Mounting filesystems with fstab
If you’re just switching from Windows and you don’t like to enter passwords every time you want to access your disks, fstab is what you need. Of course it also applies to e.g. ext4 partitions that you didn’t assign a mount point during the installation of your OS, but when you’ve come that far along you probably already know this.
By far the best explanation of fstab I’ve found was on ArchWiki, so I won’t waste my time reiterating what is stated there. I’ll merely try to further clarify a few things that were less immediately obvious to myself and needed a little experimentation.
In many ways fstab is what I always wanted in Windows. For a long, long time I’ve maintained a C partition (dedicated Windows, so I could wipe it without really affecting anything), a D partition (my primary data container), and later, as I added more HDDs, I think I got up to G. There are some hacks available, like NTFS junction points, but they don’t really protect against the fundamental flaw of drive letter assignment compared to the much more sensible mechanism of mount points.

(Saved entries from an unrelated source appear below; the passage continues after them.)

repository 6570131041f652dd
pub mod error_classifier;
pub mod error_recovery;
pub mod r#loop;

pub use error_classifier::*;
pub use error_recovery::*;
pub use r#loop::*;
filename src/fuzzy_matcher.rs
use strsim::normalized_levenshtein;

/// Fuzzy matcher for SQL identifiers (column and table names)
#[derive(Debug, Clone)]
pub struct FuzzyMatcher {
    /// Similarity threshold (0.0-1.0) for considering two names a match
    pub similarity_threshold: f64,
    /// Whether to normalize identifiers before comparison
    pub normalize: bool,
}

impl Default for FuzzyMatcher {
    fn default() -> Self {
        Self {
            similarity_threshold: 0.6,
            normalize: true,
        }
    }
}

impl FuzzyMatcher {
    pub fn new(threshold: f64) -> Self {
        Self {
            similarity_threshold: threshold,
            normalize: true,
        }
    }

    /// Normalize an identifier for fuzzy matching
    /// - Lowercases
    /// - Strips surrounding quotes/backticks
    /// - Drops any `schema.` qualifier
    pub fn normalize_identifier(&self, s: &str) -> String {
        if !self.normalize {
            return s.to_lowercase();
        }

        let trimmed = s.trim().trim_matches(|c| c == '`' || c == '"' || c == '\'');
        let unqualified = trimmed.rsplit('.').next().unwrap_or(trimmed);
        unqualified.to_lowercase()
    }

    /// Edit-distance ratio between two identifiers in [0, 1].
    pub fn similarity(&self, s1: &str, s2: &str) -> f64 {
        let norm1 = self.normalize_identifier(s1);
        let norm2 = self.normalize_identifier(s2);
        normalized_levenshtein(&norm1, &norm2)
    }

    /// One name contains the other (e.g. `discount` / `discounts_pct`).
    pub fn is_containment(&self, s1: &str, s2: &str) -> bool {
        let norm1 = self.normalize_identifier(s1);
        let norm2 = self.normalize_identifier(s2);
        !norm1.is_empty() && !norm2.is_empty() && (norm1.contains(&norm2) || norm2.contains(&norm1))
    }

    /// Similar enough to be worth surfacing: ratio above threshold or containment.
    pub fn is_similar(&self, s1: &str, s2: &str) -> bool {
        self.similarity(s1, s2) > self.similarity_threshold || self.is_containment(s1, s2)
    }

    /// Best-scoring candidate strictly above `threshold`. Ties keep the
    /// earliest candidate.
    pub fn find_best_match<'a, I>(&self, target: &str, candidates: I, threshold: f64) -> Option<(&'a str, f64)>
    where
        I: IntoIterator<Item = &'a str>,
    {
        let mut best: Option<(&'a str, f64)> = None;
        for candidate in candidates {
            let score = self.similarity(target, candidate);
            if score <= threshold {
                continue;
            }
            match best {
                Some((_, best_score)) if best_score >= score => {}
                _ => best = Some((candidate, score)),
            }
        }
        best
    }
}

#[cfg(test)]
mod tests {
    use super::*;

    #[test]
    fn test_normalize_identifier() {
        let matcher = FuzzyMatcher::default();
        assert_eq!(matcher.normalize_identifier("`Discounts_PCT`"), "discounts_pct");
        assert_eq!(matcher.normalize_identifier("gdb041.fact_sales_monthly"), "fact_sales_monthly");
    }

    #[test]
    fn test_similarity() {
        let matcher = FuzzyMatcher::default();
        let score = matcher.similarity("discount_pct", "discounts_pct");
        assert!(score > 0.9, "score was {}", score);
        assert!(matcher.similarity("discount_pct", "customer_code") < 0.6);
        assert_eq!(matcher.similarity("Freight_Pct", "freight_pct"), 1.0);
    }

    #[test]
    fn test_containment_counts_as_similar() {
        let matcher = FuzzyMatcher::default();
        assert!(matcher.is_containment("discount", "pre_invoice_discount_pct"));
        assert!(matcher.is_similar("discount", "pre_invoice_discount_pct"));
        assert!(!matcher.is_similar("region", "sold_quantity"));
    }

    #[test]
    fn test_find_best_match_prefers_earliest_on_tie() {
        let matcher = FuzzyMatcher::default();
        let candidates = ["fact_sales_montly", "fact_sales_monthlx", "dim_product"];
        let best = matcher.find_best_match("fact_sales_monthly", candidates.iter().copied(), 0.8);
        assert_eq!(best.map(|(name, _)| name), Some("fact_sales_montly"));
        assert!(matcher
            .find_best_match("dim_customer", ["fact_gross_price"].iter().copied(), 0.8)
            .is_none());
    }
}
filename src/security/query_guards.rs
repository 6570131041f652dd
//! Query Guards
//!
//! Best-effort keyword and pattern screening before execution. A blacklist
//! is not a security boundary; read-only database credentials are.

use crate::aliases::quoted_ranges;
use crate::config::RecoveryConfig;
use crate::error::{MendError, Result};
use lazy_static::lazy_static;
use regex::Regex;
use serde::{Deserialize, Serialize};

lazy_static! {
    static ref STACKED_STATEMENT: Regex = Regex::new(r";\s*\w").unwrap();
    static ref TAUTOLOGY: Regex = Regex::new(r"(?i)\bOR\s+'?(\w+)'?\s*=\s*'?(\w+)'?").unwrap();
    static ref SUBQUERY: Regex = Regex::new(r"(?i)\(\s*SELECT\b").unwrap();
    static ref JOIN: Regex = Regex::new(r"(?i)\bJOIN\b").unwrap();
    static ref SELECT_STAR: Regex = Regex::new(r"(?i)\bSELECT\s+\*").unwrap();
}

const MAX_SUBQUERIES: usize = 3;
const MAX_JOINS: usize = 5;

#[derive(Debug, Clone, Default, PartialEq, Eq, Serialize, Deserialize)]
pub struct GuardReport {
    pub warnings: Vec<String>,
}

pub struct QueryGuards {
    pub allow_modification_queries: bool,
    pub blocked_keywords: Vec<String>,
    keyword_patterns: Vec<(String, Regex)>,
}

impl Default for QueryGuards {
    fn default() -> Self {
        Self::from_config(&RecoveryConfig::default())
    }
}

impl QueryGuards {
    pub fn new() -> Self {
        Self::default()
    }

    pub fn from_config(config: &RecoveryConfig) -> Self {
        let keyword_patterns = config
            .blocked_keywords
            .iter()
            .filter_map(|k| {
                Regex::new(&format!(r"(?i)\b{}\b", regex::escape(k)))
                    .ok()
                    .map(|re| (k.to_uppercase(), re))
            })
            .collect();
        Self {
            allow_modification_queries: config.allow_modification_queries,
            blocked_keywords: config.blocked_keywords.clone(),
            keyword_patterns,
        }
    }

    /// Reject obviously unsafe statements; return complexity warnings for
    /// the rest.
    pub fn check(&self, sql: &str) -> Result<GuardReport> {
        let code = mask_literals(sql);
        let body = code.trim().trim_end_matches(';');

        if STACKED_STATEMENT.is_match(body) {
            return Err(MendError::Blocked("Multiple statements are not allowed".to_string()));
        }

        if let Some(caps) = TAUTOLOGY
            .captures_iter(body)
            .find(|c| c[1].eq_ignore_ascii_case(&c[2]))
        {
            return Err(MendError::Blocked(format!(
                "Suspicious always-true condition: {}",
                caps[0].trim()
            )));
        }

        if !self.allow_modification_queries {
            if let Some((keyword, _)) = self.keyword_patterns.iter().find(|(_, re)| re.is_match(body)) {
                return Err(MendError::Blocked(format!(
                    "Keyword {} is not allowed; modification queries are disabled",
                    keyword
                )));
            }
        }

        Ok(GuardReport {
            warnings: complexity_warnings(body),
        })
    }
}

fn complexity_warnings(sql: &str) -> Vec<String> {
    let mut warnings = Vec::new();
    let subqueries = SUBQUERY.find_iter(sql).count();
    if subqueries > MAX_SUBQUERIES {
        warnings.push(format!("Query has {} subqueries, which may be slow", subqueries));
    }
    let joins = JOIN.find_iter(sql).count();
    if joins > MAX_JOINS {
        warnings.push(format!("Query has {} joins, which may be slow", joins));
    }
    if SELECT_STAR.is_match(sql) {
        warnings.push("SELECT * returns every column; consider naming the columns you need".to_string());
    }
    warnings
}

/// Blank out string literals so their contents never match keywords.
fn mask_literals(sql: &str) -> String {
    let mut out = sql.to_string();
    for range in quoted_ranges(sql) {
        let blank = format!("'{}'", " ".repeat(range.len().saturating_sub(2)));
        out.replace_range(range, &blank);
    }
    out
}

#[cfg(test)]
mod tests {
    use super::*;

    #[test]
    fn test_select_passes_with_warning() {
        let report = QueryGuards::new().check("SELECT * FROM dim_customer;").unwrap();
        assert_eq!(report.warnings.len(), 1);
    }

    #[test]
    fn test_blocked_keyword() {
        let err = QueryGuards::new().check("DELETE FROM dim_customer").unwrap_err();
        assert!(matches!(err, MendError::Blocked(_)));
        assert!(err.to_string().contains("DELETE"));
    }

    #[test]
    fn test_keywords_inside_names_and_literals_are_fine() {
        let guards = QueryGuards::new();
        assert!(guards
            .check("SELECT c.created_at, c.updated_by FROM dim_customer c WHERE c.note = 'drop table'")
            .is_ok());
    }

    #[test]
    fn test_stacked_statements_are_rejected() {
        let config = RecoveryConfig {
            allow_modification_queries: true,
            ..RecoveryConfig::default()
        };
        let guards = QueryGuards::from_config(&config);
        assert!(guards.check("SELECT 1 FROM t; DROP TABLE t").is_err());
        assert!(guards.check("UPDATE t SET a = 1;").is_ok());
    }

    #[test]
    fn test_tautology_is_rejected() {
        assert!(QueryGuards::new()
            .check("SELECT * FROM users WHERE name = 'x' OR 1=1")
            .is_err());
    }

    #[test]
    fn test_complexity_warnings() {
        let sql = "SELECT a.x FROM a JOIN b ON 1 JOIN c ON 1 JOIN d ON 1 JOIN e ON 1 JOIN f ON 1 JOIN g ON 1";
        let report = QueryGuards::new().check(sql).unwrap();
        assert_eq!(report.warnings, vec!["Query has 6 joins, which may be slow".to_string()]);
    }
}
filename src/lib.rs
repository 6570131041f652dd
pub mod alias_dedup;
pub mod aliases;
pub mod column_resolver;
pub mod config;
pub mod deduction_mapper;
pub mod domain_rules;
pub mod error;
pub mod execution_loop;
pub mod executor;
pub mod fallback;
pub mod fuzzy_matcher;
pub mod llm;
pub mod pipeline;
pub mod schema;
pub mod security;
pub mod session;
pub mod sql_extractor;
pub mod sql_validator;

pub use error::{MendError, Result};
pub use execution_loop::{QueryProvenance, RecoveredQuery, RecoveryOrchestrator};
pub use executor::{QueryExecutor, ResultSet, SqliteExecutor};
pub use pipeline::Pipeline;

When you mount a partition manually through your GUI, by clicking on it and entering your password, it creates a temporary entry in /etc/mtab; this entry can be used to as a starting point for fstab entries. However, for more reliable partition mounting you need to use UUIDs. You can obtain this using
blkid /mnt/sda1, where /mnt/sda1 should be replaced with whatever partition you want to print a UUID for. This command needs to be run as root, i.e. with
# Use 'blkid' to print the universally unique identifier for a # device; this may be used with UUID= as a more robust way to name devices # that works even if disks are added and removed. See fstab(5).
If you prefer to use a GUI, there are some options, but I haven’t tried any of them.